Forming a Sole Proprietor verus a Corporation or Partnership

SOLE PROPRIETORSHIP

A sole proprietorship is the simplest legal business form of the three. A sole proprietorship, as the name implies, is a business structure that has only ONE owner. There is no distinction between the business assets and the owner of the operation. Moreover, if a sole proprietorship (the business) cannot pay its bills, creditors can sue the owner and take claim of his or her personal assets. In other words, the owner has unlimited liability; beyond the extent of his/her personal investment into the sole proprietorship.

A sole proprietorship can be dissolved at any time and is automatically dissolved upon the death of its owner. The owner of a sole proprietorship has complete  control over the operation and direction of the business. As a result, the owner MUST accept all responsibilities and assumes all risks. Furthermore, the owner is personally responsible for all debts incurred by the business and, in many cases, is responsible for any wrongdoings of his/her employees.

The cost to register a business name as a sole proprietorship can range between $100 and $200. In many jurisdictions, however, if the owner uses his/her own name, as their business name, the business does not have to be registered and therefore, no cost is incurred.

The owner of a sole-proprietorship may experience difficulty in selling his/her business, since the businesses' name and reputation are not generally passed on to future owners. In addition, the businesses' ability to obtain financing is limited by the personal credit status of the owner. The scope of management expertise is generally limited by the personal skills and background of the owner. In essence, the organizational structure of a sole proprietorship may impede the future growth and growth potential of the business.

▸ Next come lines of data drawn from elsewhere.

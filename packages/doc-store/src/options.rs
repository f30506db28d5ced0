//! Collection creation options.

use serde::{Deserialize, Serialize};

/// Write durability requested for a collection.
#[derive(Clone, Copy, Debug, Default, PartialEq, Eq, Serialize, Deserialize)]
#[serde(rename_all = "lowercase")]
pub enum Durability {
    #[default]
    Hard,
    Soft,
}

/// Options forwarded to the store when a collection is created.
///
/// Every field is optional; a store applies its own defaults for anything
/// left unset and ignores options it has no notion of.
#[derive(Clone, Debug, Default, PartialEq, Eq, Serialize, Deserialize)]
#[serde(default)]
pub struct CollectionOptions {
    /// Name of the primary key field.
    pub primary_key: Option<String>,
    /// Number of shards.
    pub shards: Option<u32>,
    /// Replicas per shard.
    pub replicas: Option<u32>,
    pub durability: Option<Durability>,
}

/// Result of an atomic check-or-create.
#[derive(Clone, Copy, Debug, PartialEq, Eq)]
pub enum EnsureOutcome {
    /// This call created the collection.
    Created,
    /// The collection was already there.
    Existed,
}

impl EnsureOutcome {
    pub fn was_created(self) -> bool {
        matches!(self, EnsureOutcome::Created)
    }
}
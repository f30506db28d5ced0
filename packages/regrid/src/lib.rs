//! regrid: chunked-file buckets over a document store
//!
//! A bucket stores large files as two collections:
//! - `{bucket}_files`: one record per upload, `incomplete` until finalized
//! - `{bucket}_chunks`: the file's bytes as numbered chunk documents
//!
//! Uploads run through an [`UploadStream`], which reads a byte source in
//! `chunk_size` slices and writes them one at a time or with a bounded
//! number of writes in flight. Closing a drained stream marks the file
//! `complete`; any other outcome leaves it `incomplete`, which readers treat
//! as not there.
//!
//! # Example
//!
//! ```rust,ignore
//! use std::sync::Arc;
//! use regrid::{Bucket, BucketConfig, UploadMode};
//! use regrid_memory_store::MemoryDocumentStore;
//!
//! let store = Arc::new(MemoryDocumentStore::with_database("pyregrid"));
//! let mut bucket = Bucket::new(store, "pyregrid", BucketConfig::default())?;
//! bucket.mount().await?;
//!
//! let mut stream = bucket.file_uploader("/notes/a.txt", &b"hello"[..]).await?;
//! stream.upload_sequential().await?;
//! let summary = stream.close().await?;
//! assert_eq!(summary.length, 5);
//! ```

mod bucket;
mod config;
mod document;
mod error;
mod path;
mod stream;

pub use bucket::{Bucket, FileReport};
pub use config::{BucketConfig, DEFAULT_CHUNK_SIZE, DEFAULT_MAX_CONCURRENT_WRITES};
pub use document::{
    chunk_index_key, fields, file_index_key, prefix_index_key, ChunkDocument, DocumentError,
    FileDocument, FileStatus,
};
pub use error::{Error, ErrorKind, Result};
pub use path::{FilePath, PathError};
pub use stream::{ChunkInsert, FileSummary, StreamState, UploadMode, UploadStream};

pub use tokio_util::sync::CancellationToken;
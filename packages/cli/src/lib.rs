//! Upload a local file into a bucket backed by an in-memory store and
//! report what was stored.

use std::path::PathBuf;
use std::sync::Arc;

use regrid::{Bucket, BucketConfig, FileReport, UploadMode};
use regrid_doc_store::StoreError;
use regrid_memory_store::MemoryDocumentStore;
use serde::Serialize;

/// Errors surfaced by the CLI.
#[derive(Debug, thiserror::Error)]
pub enum CliError {
    #[error("cannot open {path}: {source}")]
    Open {
        path: PathBuf,
        source: std::io::Error,
    },

    #[error(transparent)]
    Regrid(#[from] regrid::Error),

    #[error(transparent)]
    Store(#[from] StoreError),
}

pub type Result<T> = std::result::Result<T, CliError>;

/// Everything one upload needs.
#[derive(Debug, Clone)]
pub struct UploadRequest {
    pub local_file: PathBuf,
    pub virtual_path: String,
    pub database: String,
    /// JSON bucket config, applied before the overrides below.
    pub config: Option<PathBuf>,
    pub bucket: Option<String>,
    pub chunk_size: Option<usize>,
    pub concurrency: Option<usize>,
    pub mode: UploadMode,
    pub dump: bool,
}

/// One stored document, rendered for display.
#[derive(Debug, Serialize)]
pub struct DumpedDocument {
    pub id: String,
    pub document: serde_json::Value,
}

#[derive(Debug, Serialize)]
pub struct Dump {
    pub files: Vec<DumpedDocument>,
    pub chunks: Vec<DumpedDocument>,
}

/// What `regrid upload` prints.
#[derive(Debug, Serialize)]
pub struct UploadOutput {
    pub mode: UploadMode,
    pub report: FileReport,
    #[serde(skip_serializing_if = "Option::is_none")]
    pub dump: Option<Dump>,
}

impl UploadRequest {
    fn bucket_config(&self) -> Result<BucketConfig> {
        let mut config = match &self.config {
            Some(path) => BucketConfig::from_json_file(path)?,
            None => BucketConfig::default(),
        };
        if let Some(bucket) = &self.bucket {
            config.bucket_name = bucket.clone();
        }
        if let Some(chunk_size) = self.chunk_size {
            config.chunk_size = chunk_size;
        }
        if let Some(concurrency) = self.concurrency {
            config.max_concurrent_writes = concurrency;
        }
        Ok(config)
    }
}

/// Mount a fresh in-memory bucket, upload the file, verify it.
pub async fn upload(request: &UploadRequest) -> Result<UploadOutput> {
    let config = request.bucket_config()?;
    let store = Arc::new(MemoryDocumentStore::with_database(&request.database));
    let mut bucket = Bucket::new(store.clone(), request.database.clone(), config)?;
    bucket.mount().await?;

    let source = tokio::fs::File::open(&request.local_file)
        .await
        .map_err(|source| CliError::Open {
            path: request.local_file.clone(),
            source,
        })?;

    let summary = bucket
        .upload(&request.virtual_path, source, request.mode)
        .await?;
    tracing::info!(
        file_id = %summary.file_id,
        length = summary.length,
        chunks = summary.chunks,
        "upload finished"
    );

    let report = bucket.verify_file(&summary.file_id).await?;
    let dump = if request.dump {
        Some(Dump {
            files: dump_collection(&store, &bucket, bucket.files_collection())?,
            chunks: dump_collection(&store, &bucket, bucket.chunks_collection())?,
        })
    } else {
        None
    };

    Ok(UploadOutput {
        mode: request.mode,
        report,
        dump,
    })
}

fn dump_collection(
    store: &MemoryDocumentStore,
    bucket: &Bucket,
    collection: &str,
) -> Result<Vec<DumpedDocument>> {
    Ok(store
        .documents(bucket.database_name(), collection)?
        .into_iter()
        .map(|(id, doc)| DumpedDocument {
            id: id.to_string(),
            document: doc.to_json(),
        })
        .collect())
}
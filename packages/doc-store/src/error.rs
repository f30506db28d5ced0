//! Error types for backing stores.

use crate::DocumentId;

/// Errors a [`DocumentStore`](crate::DocumentStore) reports.
///
/// Schema errors (unknown collection, duplicate index) are distinguished
/// from transport failures so callers can tolerate the benign ones, such as
/// losing an index-creation race to another process.
#[derive(Debug, thiserror::Error)]
pub enum StoreError {
    /// The database does not exist.
    #[error("no such database: {database}")]
    NoSuchDatabase { database: String },

    /// The collection does not exist.
    #[error("no such collection: {database}.{collection}")]
    NoSuchCollection {
        database: String,
        collection: String,
    },

    /// The index does not exist on the collection.
    #[error("no such index '{index}' on {collection}")]
    NoSuchIndex { collection: String, index: String },

    /// An index with this name already exists.
    #[error("index '{index}' already exists on {collection}")]
    IndexExists { collection: String, index: String },

    /// Update target does not exist.
    #[error("no document {id} in {collection}")]
    NoSuchDocument { collection: String, id: DocumentId },

    /// The document was rejected (not a map, bad primary key, ...).
    #[error("invalid document: {message}")]
    InvalidDocument { message: String },

    /// Generic I/O or transport failure.
    #[error("transport error: {0}")]
    Transport(#[source] Box<dyn std::error::Error + Send + Sync>),

    /// Generic error with message.
    #[error("{message}")]
    Other { message: String },
}

impl StoreError {
    pub fn other(message: impl Into<String>) -> Self {
        StoreError::Other {
            message: message.into(),
        }
    }

    /// Whether this is the "index already exists" schema error.
    pub fn is_index_exists(&self) -> bool {
        matches!(self, StoreError::IndexExists { .. })
    }
}

impl From<std::io::Error> for StoreError {
    fn from(e: std::io::Error) -> Self {
        StoreError::Transport(Box::new(e))
    }
}

/// Result type alias for store operations.
pub type Result<T> = std::result::Result<T, StoreError>;

#[cfg(test)]
mod tests {
    use super::*;
    use std::error::Error as StdError;

    #[test]
    fn error_display() {
        let e = StoreError::NoSuchCollection {
            database: "db".to_string(),
            collection: "fs_files".to_string(),
        };
        assert_eq!(e.to_string(), "no such collection: db.fs_files");

        let e = StoreError::IndexExists {
            collection: "fs_chunks".to_string(),
            index: "chunk_index".to_string(),
        };
        assert!(e.to_string().contains("chunk_index"));
        assert!(e.is_index_exists());
    }

    #[test]
    fn io_error_becomes_transport() {
        let e: StoreError = std::io::Error::other("connection reset").into();
        assert!(matches!(e, StoreError::Transport(_)));
        assert!(e.to_string().contains("connection reset"));
        assert!(StdError::source(&e).is_some());
    }
}
//! regrid document-store layer
//!
//! The capability contract a bucket needs from its backing database:
//! - `Value`: the document tree (maps, scalars, bytes, timestamps)
//! - `DocumentStore`: collections, secondary indexes, insert/update/get
//! - `IndexSpec`: named index with a store-evaluated key function
//! - `StoreError`: schema and transport failures
//!
//! Nothing here knows about files or chunks. Drivers for real databases
//! implement `DocumentStore`; `regrid-memory-store` provides an in-process
//! implementation.
//!
//! # Example
//!
//! ```rust,ignore
//! use regrid_doc_store::{DocumentStore, Value};
//!
//! async fn add(store: &dyn DocumentStore) -> regrid_doc_store::Result<()> {
//!     let doc: Value = [("name", Value::from("a"))].into_iter().collect();
//!     let id = store.insert("db", "things", doc).await?;
//!     assert!(store.get("db", "things", &id).await?.is_some());
//!     Ok(())
//! }
//! ```

pub use bytes::Bytes;

mod error;
mod id;
mod index;
mod options;
mod traits;
mod value;

pub use error::{Result, StoreError};
pub use id::DocumentId;
pub use index::{IndexKey, IndexKeyError, IndexKeyFn, IndexSpec};
pub use options::{CollectionOptions, Durability, EnsureOutcome};
pub use traits::{key_has_prefix, DocumentStore};
pub use value::Value;
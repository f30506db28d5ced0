//! In-process document store for regrid.
//!
//! `MemoryDocumentStore` implements the full `DocumentStore` contract,
//! including store-side evaluation of conditional index keys. It backs the
//! demonstration CLI and the test suites.
//!
//! Enable the `test-utils` feature for `InstrumentedStore`, a wrapper that
//! counts calls and injects failures.

mod in_memory;

pub use in_memory::MemoryDocumentStore;

#[cfg(any(test, feature = "test-utils"))]
pub mod test_utils;
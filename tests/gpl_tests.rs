use std::fs;
use std::path::PathBuf;

use brush_palette::host::{Host, MemoryHost, ReportLevel};
use brush_palette::ops;
use brush_palette::palettes::palette::{Color, Palette, PaletteError};

fn fixture(name: &str) -> PathBuf {
	PathBuf::from(env!("CARGO_MANIFEST_DIR")).join("tests/palettes").join(name)
}

#[test]
fn gpl_parsing() {
	let pal = Palette::from_gpl_file(fixture("palette.gpl")).unwrap();

	// palettes loaded from disk are named after the file stem
	assert_eq!(pal.name, "palette");
	assert_eq!(pal.len(), 8);
	assert_eq!(pal.colors[0].to_string(), "#ff4500");
	assert_eq!(pal.colors[7].to_string(), "#2f4f4f");
}

#[test]
fn gpl_parsing_from_string() {
	let contents = fs::read_to_string(fixture("palette.gpl")).unwrap();
	let pal = Palette::from_gpl_string("Warm To Cool", contents).unwrap();

	assert_eq!(pal.name, "Warm To Cool");
	assert_eq!(pal.len(), 8);
	assert_eq!(pal.colors[0], Color::from([255, 69, 0]));
}

#[test]
fn gpl_magic_required() {
	let err = Palette::from_gpl_string("nope", "JASC-PAL\n0100\n1\n255 0 0\n").unwrap_err();
	assert!(matches!(err, PaletteError::NotAGimpPalette));
}

#[test]
fn gpl_magic_must_match_exactly() {
	// no whitespace tolerance beyond the line terminator
	let err = Palette::from_gpl_string("nope", "  GIMP Palette\n255 0 0 #ff0000\n").unwrap_err();
	assert!(matches!(err, PaletteError::NotAGimpPalette));
}

#[test]
fn gpl_magic_after_blank_lines() {
	let pal = Palette::from_gpl_string("blanks", "\n\nGIMP Palette\n1 2 3 #010203\n").unwrap();
	assert_eq!(pal.len(), 1);
}

#[test]
fn gpl_empty_input() {
	let err = Palette::from_gpl_string("empty", "").unwrap_err();
	assert!(matches!(err, PaletteError::NotAGimpPalette));
}

#[test]
fn gpl_skips_comments_and_short_lines() {
	let text = "GIMP Palette\n\
		#Palette Name: x\n\
		\n\
		Name: x\n\
		Columns: 0\n\
		10 20 30\n\
		10 20 30 #0a141e\n\
		40\t50\t60\tswatch name\n";

	let pal = Palette::from_gpl_string("x", text).unwrap();

	// the three-token line carries no fourth column and is skipped
	assert_eq!(pal.len(), 2);
	assert_eq!(pal.colors[0], Color { r: 10, g: 20, b: 30 });
	assert_eq!(pal.colors[1], Color { r: 40, g: 50, b: 60 });
}

#[test]
#[should_panic(expected = "InvalidTextLine { line: 4, msg: \"Invalid red value: \\\"red\\\"\" }")]
fn gpl_parsing_broken() {
	Palette::from_gpl_file(fixture("palette_broken.gpl")).unwrap();
}

#[test]
#[should_panic(expected = "InvalidTextLine { line: 2, msg: \"Invalid blue value: \\\"256\\\"\" }")]
fn gpl_parsing_channel_out_of_range() {
	Palette::from_gpl_string("overflow", "GIMP Palette\n0 0 256 #000100\n").unwrap();
}

#[test]
fn gpl_encode_golden() {
	let mut pal = Palette::new("Test");
	pal.push_color(Color { r: 255, g: 0, b: 0 });

	assert_eq!(
		pal.to_gpl_string(),
		"GIMP Palette\n#Palette Name: Test\n#Description: Exported from Blender\n#Colors: 1\n255\t0\t0\t#ff0000\n"
	);
}

#[test]
fn gpl_encode_for_other_tool() {
	let pal = Palette::new("Test");
	let encoded = pal.to_gpl_string_for_tool("Krita");
	assert!(encoded.contains("#Description: Exported from Krita\n"));
}

#[test]
fn gpl_round_trip() {
	let mut pal = Palette::new("Roundtrip");
	for i in 0..2048u32 {
		pal.push_color(Color {
			r: (i % 256) as u8,
			g: (i / 8 % 256) as u8,
			b: (i * 7 % 256) as u8,
		});
	}

	let decoded = Palette::from_gpl_string("Roundtrip", pal.to_gpl_string()).unwrap();
	assert_eq!(decoded, pal);
}

#[test]
fn gpl_empty_palette_round_trip() {
	let pal = Palette::new("Empty");
	let decoded = Palette::from_gpl_string("Empty", pal.to_gpl_string()).unwrap();
	assert!(decoded.is_empty());
}

#[test]
fn normalized_conversion_is_exact_on_byte_grid() {
	for v in 0..=255u8 {
		let c = Color { r: v, g: v, b: v };
		assert_eq!(Color::from_normalized(c.to_normalized()), c);
	}
}

#[test]
fn gpl_write_and_reload() {
	let dir = tempfile::tempdir().unwrap();
	let path = dir.path().join("out.gpl");

	let mut pal = Palette::new("out");
	pal.push_color(Color { r: 1, g: 2, b: 3 });
	pal.push_color(Color { r: 254, g: 253, b: 252 });
	pal.write_gpl_file(&path).unwrap();

	let reloaded = Palette::from_gpl_file(&path).unwrap();
	assert_eq!(reloaded.name, "out");
	assert_eq!(reloaded.colors, pal.colors);
}

#[test]
fn import_export_through_host() {
	let mut host = MemoryHost::new();

	let id = ops::import_gpl_file(&mut host, fixture("palette.gpl")).unwrap();
	assert_eq!(host.palette_name(id), "palette");
	assert_eq!(host.colors(id).len(), 8);
	assert_eq!(
		host.messages.last().unwrap(),
		&(ReportLevel::Info, "Imported palette palette (8 colors)".to_string())
	);

	let dir = tempfile::tempdir().unwrap();
	let path = dir.path().join("exported.gpl");
	ops::export_gpl_file(&mut host, id, &path).unwrap();

	let reloaded = Palette::from_gpl_file(&path).unwrap();
	assert_eq!(reloaded.len(), 8);
	assert_eq!(reloaded.colors[0].to_string(), "#ff4500");
}

#[test]
fn importing_same_file_twice_does_not_duplicate() {
	let mut host = MemoryHost::new();

	let id1 = ops::import_gpl_file(&mut host, fixture("palette.gpl")).unwrap();
	let id2 = ops::import_gpl_file(&mut host, fixture("palette.gpl")).unwrap();

	assert_eq!(id1, id2);
	assert_eq!(host.palette_count(), 1);
	assert_eq!(host.colors(id2).len(), 8);
}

Owners of a sole proprietorships periodically "DRAW" (withdrawal) cash from their company to pay for personal living expenses. These monies are referred to as drawings. Many owners of sole proprietorships consider drawings to be a salary. From a legal stand point, however, a cash drawing is not and should not be considered a salary of the owner. The reason is simple; owners of a sole proprietorship CANNOT enter into a legal binding contract with him or herself and therefore, CANNOT hire & pay him or herself a salary. In order words, if an owner of a sole proprietorship plans to receive money from their company, they will receive it through drawings; not a salary.

Accounting for a drawing and a salary has accounting implication. Furthermore, a salary is considered an expense of the business and therefore, reduces the company's taxable income (thus reducing their tax obligation). A drawing, on the other hand, is NOT an expense and therefore, does NOT reduce a company's taxable income. Moreover, as discussed under the equity section of the Balance Sheet, a drawing reduces an owner's capital (or ownership) in his/her company.

All earnings accrue to the owner and any losses can be written off against his/her other sources of income. Losses incurred by a sole proprietor generally cannot be carried forward or carried back.

In a nutshell, many businesses begin their lives as a sole-proprietorship, only later to become a partnership or an incorporated entity.